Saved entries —
•••••
//! Login, signup and password reset forms with live field validation.

use auth::{
    validate_field, AuthForm, Credentials, Field, FieldValidationState, PasswordResetInput,
    SignupInput, ValidationReport, Workflow,
};
use dioxus::prelude::*;

use crate::icons::{FaEye, FaEyeSlash, FaGoogle, FaSpinner};
use crate::provider::use_auth;
use crate::Icon;

/// Revealed password inputs render as plain text.
fn shown_input_type(input_type: &str, revealed: bool) -> &str {
    if input_type == "password" && revealed {
        "text"
    } else {
        input_type
    }
}

/// One labelled input. Validates itself on blur. Password inputs get a
/// show/hide toggle.
#[component]
pub fn FormField(
    field: Field,
    label: String,
    value: Signal<String>,
    status: Signal<FieldValidationState>,
    #[props(default = "text".to_string())] input_type: String,
    #[props(default = true)] required: bool,
    #[props(default)] placeholder: String,
) -> Element {
    let mut value = value;
    let mut status = status;
    let mut revealed = use_signal(|| false);
    let is_password = input_type == "password";
    let shown_type = shown_input_type(&input_type, revealed()).to_string();
    let toggle_title = if revealed() { "Hide password" } else { "Show password" };
    let class = match status() {
        FieldValidationState::Untouched => "form-group",
        FieldValidationState::Valid => "form-group success",
        FieldValidationState::Invalid(_) => "form-group error",
    };

    rsx! {
        div {
            class: "{class}",
            label { r#for: field.name(), "{label}" }
            div {
                class: "input-wrapper",
                input {
                    id: field.name(),
                    name: field.name(),
                    r#type: "{shown_type}",
                    placeholder: "{placeholder}",
                    value: value(),
                    oninput: move |evt: FormEvent| {
                        value.set(evt.value());
                        if matches!(status(), FieldValidationState::Invalid(_)) {
                            status.set(FieldValidationState::Untouched);
                        }
                    },
                    onblur: move |_| status.set(validate_field(field, &value(), required)),
                }
                if is_password {
                    button {
                        class: "password-toggle",
                        r#type: "button",
                        title: toggle_title,
                        onclick: move |_| revealed.set(!revealed()),
                        if revealed() {
                            Icon { icon: FaEyeSlash, width: 14, height: 14 }
                        } else {
                            Icon { icon: FaEye, width: 14, height: 14 }
                        }
                    }
                }
            }
            if let FieldValidationState::Invalid(message) = status() {
                span { class: "error-message", "{message}" }
            }
        }
    }
}

/// Mark every listed field valid or invalid according to a submit-time report.
pub(crate) fn show_report(
    report: &ValidationReport,
    fields: &mut [(Field, Signal<FieldValidationState>)],
) {
    for (field, status) in fields.iter_mut() {
        status.set(match report.error(*field) {
            Some(message) => FieldValidationState::Invalid(message.to_string()),
            None => FieldValidationState::Valid,
        });
    }
}

pub(crate) fn reset_fields(fields: &mut [(Signal<String>, Signal<FieldValidationState>)]) {
    for (value, status) in fields.iter_mut() {
        value.set(String::new());
        status.set(FieldValidationState::Untouched);
    }
}

#[component]
fn SubmitButton(busy: bool, label: String, busy_label: String) -> Element {
    let class = if busy { "btn btn-primary loading" } else { "btn btn-primary" };
    rsx! {
        button {
            class: "{class}",
            r#type: "submit",
            disabled: busy,
            if busy {
                Icon { icon: FaSpinner, width: 14, height: 14 }
                " {busy_label}"
            } else {
                "{label}"
            }
        }
    }
}

#[component]
pub fn LoginForm() -> Element {
    let ctx = use_auth();
    let mut active_form = ctx.active_form;
    let email = use_signal(String::new);
    let password = use_signal(String::new);
    let mut remember = use_signal(|| false);
    let email_status = use_signal(FieldValidationState::default);
    let password_status = use_signal(FieldValidationState::default);
    let busy = ctx.is_busy(Workflow::Login);

    let handle_login = {
        let ctx = ctx.clone();
        move |evt: FormEvent| {
            evt.prevent_default();
            let ctx = ctx.clone();
            spawn(async move {
                let input = Credentials {
                    email: email(),
                    password: password(),
                    remember_session: remember(),
                };
                let outcome = ctx.controller.login(&input).await;
                if let Some(report) = outcome.report() {
                    show_report(
                        report,
                        &mut [(Field::Email, email_status), (Field::Password, password_status)],
                    );
                }
                ctx.settle(&outcome);
            });
        }
    };

    rsx! {
        form {
            class: "auth-form",
            onsubmit: handle_login,
            h2 { "Welcome back" }
            FormField {
                field: Field::Email,
                label: "Email",
                input_type: "email",
                value: email,
                status: email_status,
            }
            FormField {
                field: Field::Password,
                label: "Password",
                input_type: "password",
                value: password,
                status: password_status,
            }
            div {
                class: "form-options",
                label {
                    class: "checkbox",
                    input {
                        r#type: "checkbox",
                        checked: remember(),
                        onchange: move |evt: FormEvent| remember.set(evt.checked()),
                    }
                    " Remember me"
                }
                a {
                    href: "#",
                    onclick: move |evt: MouseEvent| {
                        evt.prevent_default();
                        active_form.set(AuthForm::Reset);
                    },
                    "Forgot password?"
                }
            }
            SubmitButton { busy, label: "Sign In", busy_label: "Signing in..." }
            GoogleButton {}
            p {
                class: "form-switch",
                "Don't have an account? "
                a {
                    href: "#",
                    onclick: move |evt: MouseEvent| {
                        evt.prevent_default();
                        active_form.set(AuthForm::Signup);
                    },
                    "Sign up"
                }
            }
        }
    }
}

#[component]
pub fn SignupForm() -> Element {
    let ctx = use_auth();
    let mut active_form = ctx.active_form;
    let first_name = use_signal(String::new);
    let last_name = use_signal(String::new);
    let email = use_signal(String::new);
    let password = use_signal(String::new);
    let confirm_password = use_signal(String::new);
    let mut agree = use_signal(|| false);
    let first_name_status = use_signal(FieldValidationState::default);
    let last_name_status = use_signal(FieldValidationState::default);
    let email_status = use_signal(FieldValidationState::default);
    let password_status = use_signal(FieldValidationState::default);
    let confirm_status = use_signal(FieldValidationState::default);
    let busy = ctx.is_busy(Workflow::Signup);

    let handle_signup = {
        let ctx = ctx.clone();
        move |evt: FormEvent| {
            evt.prevent_default();
            let ctx = ctx.clone();
            spawn(async move {
                let input = SignupInput {
                    first_name: first_name(),
                    last_name: last_name(),
                    email: email(),
                    password: password(),
                    confirm_password: confirm_password(),
                    agree_to_terms: agree(),
                };
                let outcome = ctx.controller.signup(&input).await;
                if let Some(report) = outcome.report() {
                    show_report(
                        report,
                        &mut [
                            (Field::FirstName, first_name_status),
                            (Field::LastName, last_name_status),
                            (Field::Email, email_status),
                            (Field::Password, password_status),
                            (Field::ConfirmPassword, confirm_status),
                        ],
                    );
                } else if outcome.is_success() {
                    reset_fields(&mut [
                        (first_name, first_name_status),
                        (last_name, last_name_status),
                        (email, email_status),
                        (password, password_status),
                        (confirm_password, confirm_status),
                    ]);
                    agree.set(false);
                }
                ctx.settle(&outcome);
            });
        }
    };

    rsx! {
        form {
            class: "auth-form",
            onsubmit: handle_signup,
            h2 { "Create your account" }
            div {
                class: "form-row",
                FormField {
                    field: Field::FirstName,
                    label: "First name",
                    value: first_name,
                    status: first_name_status,
                }
                FormField {
                    field: Field::LastName,
                    label: "Last name",
                    value: last_name,
                    status: last_name_status,
                }
            }
            FormField {
                field: Field::Email,
                label: "Email",
                input_type: "email",
                value: email,
                status: email_status,
            }
            FormField {
                field: Field::Password,
                label: "Password",
                input_type: "password",
                value: password,
                status: password_status,
            }
            FormField {
                field: Field::ConfirmPassword,
                label: "Confirm password",
                input_type: "password",
                value: confirm_password,
                status: confirm_status,
            }
            label {
                class: "checkbox",
                input {
                    r#type: "checkbox",
                    checked: agree(),
                    onchange: move |evt: FormEvent| agree.set(evt.checked()),
                }
                " I agree to the Terms of Service and Privacy Policy"
            }
            SubmitButton { busy, label: "Create Account", busy_label: "Creating account..." }
            GoogleButton {}
            p {
                class: "form-switch",
                "Already have an account? "
                a {
                    href: "#",
                    onclick: move |evt: MouseEvent| {
                        evt.prevent_default();
                        active_form.set(AuthForm::Login);
                    },
                    "Sign in"
                }
            }
        }
    }
}

#[component]
pub fn ResetForm() -> Element {
    let ctx = use_auth();
    let mut active_form = ctx.active_form;
    let email = use_signal(String::new);
    let email_status = use_signal(FieldValidationState::default);
    let busy = ctx.is_busy(Workflow::Reset);

    let handle_reset = {
        let ctx = ctx.clone();
        move |evt: FormEvent| {
            evt.prevent_default();
            let ctx = ctx.clone();
            spawn(async move {
                let input = PasswordResetInput { email: email() };
                let outcome = ctx.controller.reset_password(&input).await;
                if let Some(report) = outcome.report() {
                    show_report(report, &mut [(Field::Email, email_status)]);
                } else if outcome.is_success() {
                    reset_fields(&mut [(email, email_status)]);
                }
                ctx.settle(&outcome);
            });
        }
    };

    rsx! {
        form {
            class: "auth-form",
            onsubmit: handle_reset,
            h2 { "Reset your password" }
            p { class: "form-hint", "Enter your email and we'll send you a reset link." }
            FormField {
                field: Field::Email,
                label: "Email",
                input_type: "email",
                value: email,
                status: email_status,
            }
            SubmitButton { busy, label: "Send Reset Link", busy_label: "Sending..." }
            p {
                class: "form-switch",
                a {
                    href: "#",
                    onclick: move |evt: MouseEvent| {
                        evt.prevent_default();
                        active_form.set(AuthForm::Login);
                    },
                    "Back to sign in"
                }
            }
        }
    }
}

#[component]
pub fn GoogleButton() -> Element {
    let ctx = use_auth();
    let busy = ctx.is_busy(Workflow::Social);

    let onclick = {
        let ctx = ctx.clone();
        move |_| ctx.start_google_sign_in()
    };

    rsx! {
        button {
            class: "btn btn-google",
            r#type: "button",
            disabled: busy,
            onclick: onclick,
            Icon { icon: FaGoogle, width: 16, height: 16 }
            " Continue with Google"
        }
    }
}

/// The login, signup and reset forms, one visible at a time.
#[component]
pub fn AuthPanel() -> Element {
    let ctx = use_auth();
    let active_form = ctx.active_form;

    rsx! {
        div {
            class: "auth-panel",
            {match active_form() {
                AuthForm::Login => rsx! { LoginForm {} },
                AuthForm::Signup => rsx! { SignupForm {} },
                AuthForm::Reset => rsx! { ResetForm {} },
            }}
        }
    }
}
•••••
Requirement —
Please retype the data exactly as it stands, from its first line down to the line that contains "use dioxus::prelude::*;", then stop.

Result —
//! Login, signup and password reset forms with live field validation.

use auth::{
    validate_field, AuthForm, Credentials, Field, FieldValidationState, PasswordResetInput,
    SignupInput, ValidationReport, Workflow,
};
use dioxus::prelude::*;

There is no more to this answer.